All terms

Sleep Score

A sleep score is a composite metric that evaluates the overall quality and restorative value of a night's sleep, combining multiple dimensions of sleep data into a single number. It moves beyond simply counting hours to assess whether your sleep was genuinely restorative.

What a sleep score measures

A comprehensive sleep score typically accounts for:

  • Total sleep duration — Did you get enough hours? For most adults, 7-9 hours is recommended, though individual needs vary.
  • Sleep stages — How much time you spent in light sleep, deep sleep (slow-wave), and REM sleep. Each stage serves a distinct biological purpose, and a healthy night includes adequate time in all three.
  • Sleep disturbances — How often you woke up or experienced restless periods during the night. Frequent disruptions reduce the restorative quality of sleep even if total duration is adequate.
  • Heart rate trends — A healthy sleep pattern shows a gradual decline in heart rate as you move into deeper sleep stages, reaching its lowest point in the middle of the night before gradually rising before waking.
  • HRV trends — Heart rate variability typically increases during quality sleep, reflecting strong parasympathetic (rest-and-digest) nervous system activity.

Penng's sleep scoring

Penng rates your sleep on a 0-100 scale. The score draws from all the factors above, weighted to reflect how restorative your night actually was. A score of 85+ indicates excellent sleep quality.

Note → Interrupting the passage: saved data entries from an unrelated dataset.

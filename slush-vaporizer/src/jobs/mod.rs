//! Job model and in-memory job table
//!
//! Jobs move `Pending → InProgress → Succeeded | Failed`. A job that never
//! starts may go straight from `Pending` to `Failed`. Terminal states never
//! change.

mod orchestrator;

pub use orchestrator::{JobOrchestrator, TransformRequest};

use chrono::{DateTime, Utc};
use serde::{Deserialize, Serialize};
use std::collections::HashMap;
use std::path::{Path, PathBuf};
use std::sync::{PoisonError, RwLock};
use thiserror::Error;
use uuid::Uuid;

/// Kind of work a job performs
#[derive(Debug, Clone, Copy, PartialEq, Eq, Serialize, Deserialize)]
#[serde(rename_all = "lowercase")]
pub enum JobKind {
    /// Full pipeline over an uploaded file
    Transform,
    /// One effect over a previous output
    Adjust,
}

impl JobKind {
    pub fn as_str(&self) -> &'static str {
        match self {
            JobKind::Transform => "transform",
            JobKind::Adjust => "adjust",
        }
    }
}

/// Job lifecycle state
#[derive(Debug, Clone, Copy, PartialEq, Eq, Serialize, Deserialize)]
pub enum JobState {
    #[serde(rename = "PENDING")]
    Pending,
    #[serde(rename = "PROGRESS")]
    InProgress,
    #[serde(rename = "SUCCESS")]
    Succeeded,
    #[serde(rename = "FAILURE")]
    Failed,
}

impl JobState {
    pub fn is_terminal(&self) -> bool {
        matches!(self, JobState::Succeeded | JobState::Failed)
    }

    fn can_become(&self, next: JobState) -> bool {
        matches!(
            (self, next),
            (JobState::Pending, JobState::InProgress)
                | (JobState::Pending, JobState::Failed)
                | (JobState::InProgress, JobState::Succeeded)
                | (JobState::InProgress, JobState::Failed)
        )
    }
}

/// Rejected state change
#[derive(Debug, Clone, Error, PartialEq)]
#[error("Illegal transition for job {job_id}: {from:?} -> {to:?}")]
pub struct IllegalTransition {
    pub job_id: Uuid,
    pub from: JobState,
    pub to: JobState,
}

/// Accepted state change
#[derive(Debug, Clone, Serialize, Deserialize)]
pub struct StateTransition {
    pub job_id: Uuid,
    pub old_state: JobState,
    pub new_state: JobState,
    pub transitioned_at: DateTime<Utc>,
}

/// One unit of asynchronous work
#[derive(Debug, Clone, Serialize, Deserialize)]
pub struct Job {
    pub id: Uuid,
    pub kind: JobKind,
    pub state: JobState,
    pub progress_note: String,
    pub result_path: Option<PathBuf>,
    pub error: Option<String>,
    pub created_at: DateTime<Utc>,
    pub finished_at: Option<DateTime<Utc>>,
}

impl Job {
    pub fn new(kind: JobKind) -> Self {
        Self {
            id: Uuid::new_v4(),
            kind,
            state: JobState::Pending,
            progress_note: String::from("Pending..."),
            result_path: None,
            error: None,
            created_at: Utc::now(),
            finished_at: None,
        }
    }

    /// Move to `new_state` if the lifecycle allows it
    pub fn transition_to(
        &mut self,
        new_state: JobState,
    ) -> Result<StateTransition, IllegalTransition> {
        if !self.state.can_become(new_state) {
            return Err(IllegalTransition {
                job_id: self.id,
                from: self.state,
                to: new_state,
            });
        }

        let transition = StateTransition {
            job_id: self.id,
            old_state: self.state,
            new_state,
            transitioned_at: Utc::now(),
        };
        self.state = new_state;
        if new_state.is_terminal() {
            self.finished_at = Some(transition.transitioned_at);
        }

        Ok(transition)
    }

    /// Succeed with the produced file
    pub fn succeed(&mut self, result_path: PathBuf) -> Result<StateTransition, IllegalTransition> {
        let transition = self.transition_to(JobState::Succeeded)?;
        self.progress_note = String::from("Task completed!");
        self.result_path = Some(result_path);
        Ok(transition)
    }

    /// Fail with a description
    pub fn fail(&mut self, error: impl Into<String>) -> Result<StateTransition, IllegalTransition> {
        let transition = self.transition_to(JobState::Failed)?;
        let error = error.into();
        self.progress_note = error.clone();
        self.error = Some(error);
        Ok(transition)
    }

    pub fn is_terminal(&self) -> bool {
        self.state.is_terminal()
    }
}

/// Job table plus the id → output file mapping
///
/// One writer per job (its worker) and any number of pollers.
#[derive(Debug, Default)]
pub struct JobStore {
    jobs: RwLock<HashMap<Uuid, Job>>,
    outputs: RwLock<HashMap<Uuid, PathBuf>>,
}

impl JobStore {
    pub fn new() -> Self {
        Self::default()
    }

    pub fn insert(&self, job: Job) {
        self.jobs
            .write()
            .unwrap_or_else(PoisonError::into_inner)
            .insert(job.id, job);
    }

    /// Snapshot of a job
    pub fn get(&self, id: &Uuid) -> Option<Job> {
        self.jobs
            .read()
            .unwrap_or_else(PoisonError::into_inner)
            .get(id)
            .cloned()
    }

    /// Mutate a job in place
    pub fn update<R>(&self, id: &Uuid, f: impl FnOnce(&mut Job) -> R) -> Option<R> {
        self.jobs
            .write()
            .unwrap_or_else(PoisonError::into_inner)
            .get_mut(id)
            .map(f)
    }

    pub fn set_progress(&self, id: &Uuid, note: impl Into<String>) {
        let note = note.into();
        self.update(id, |job| {
            if !job.is_terminal() {
                job.progress_note = note;
            }
        });
    }

    pub fn record_output(&self, id: Uuid, path: PathBuf) {
        self.outputs
            .write()
            .unwrap_or_else(PoisonError::into_inner)
            .insert(id, path);
    }

    /// Output file recorded for `id` in this process
    pub fn output_path(&self, id: &Uuid) -> Option<PathBuf> {
        self.outputs
            .read()
            .unwrap_or_else(PoisonError::into_inner)
            .get(id)
            .cloned()
    }

    /// Drop mappings whose file is gone (e.g. swept)
    pub fn forget_missing_outputs(&self) -> usize {
        let mut outputs = self.outputs.write().unwrap_or_else(PoisonError::into_inner);
        let before = outputs.len();
        outputs.retain(|_, path| Path::new(path).exists());
        before - outputs.len()
    }

    pub fn len(&self) -> usize {
        self.jobs.read().unwrap_or_else(PoisonError::into_inner).len()
    }

    pub fn is_empty(&self) -> bool {
        self.len() == 0
    }
}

Scores between 60-84 suggest decent but imperfect sleep — perhaps you slept long enough but had too many disturbances, or you got good deep sleep but cut your REM short by waking early. Scores below 60 signal a night that likely left your body under-recovered.

Why sleep scoring matters

Sleep is the single most important recovery behaviour. It is when your body repairs muscle tissue, consolidates memories, regulates hormones, and restores energy. Poor sleep does not just make you tired — it impairs decision-making, weakens immune function, reduces athletic performance, and increases injury risk.

By tracking your sleep score alongside your recovery and strain data, you gain a complete picture of the recovery cycle. Patterns often emerge: consistently low sleep scores correlate with declining recovery and increased susceptibility to illness or injury.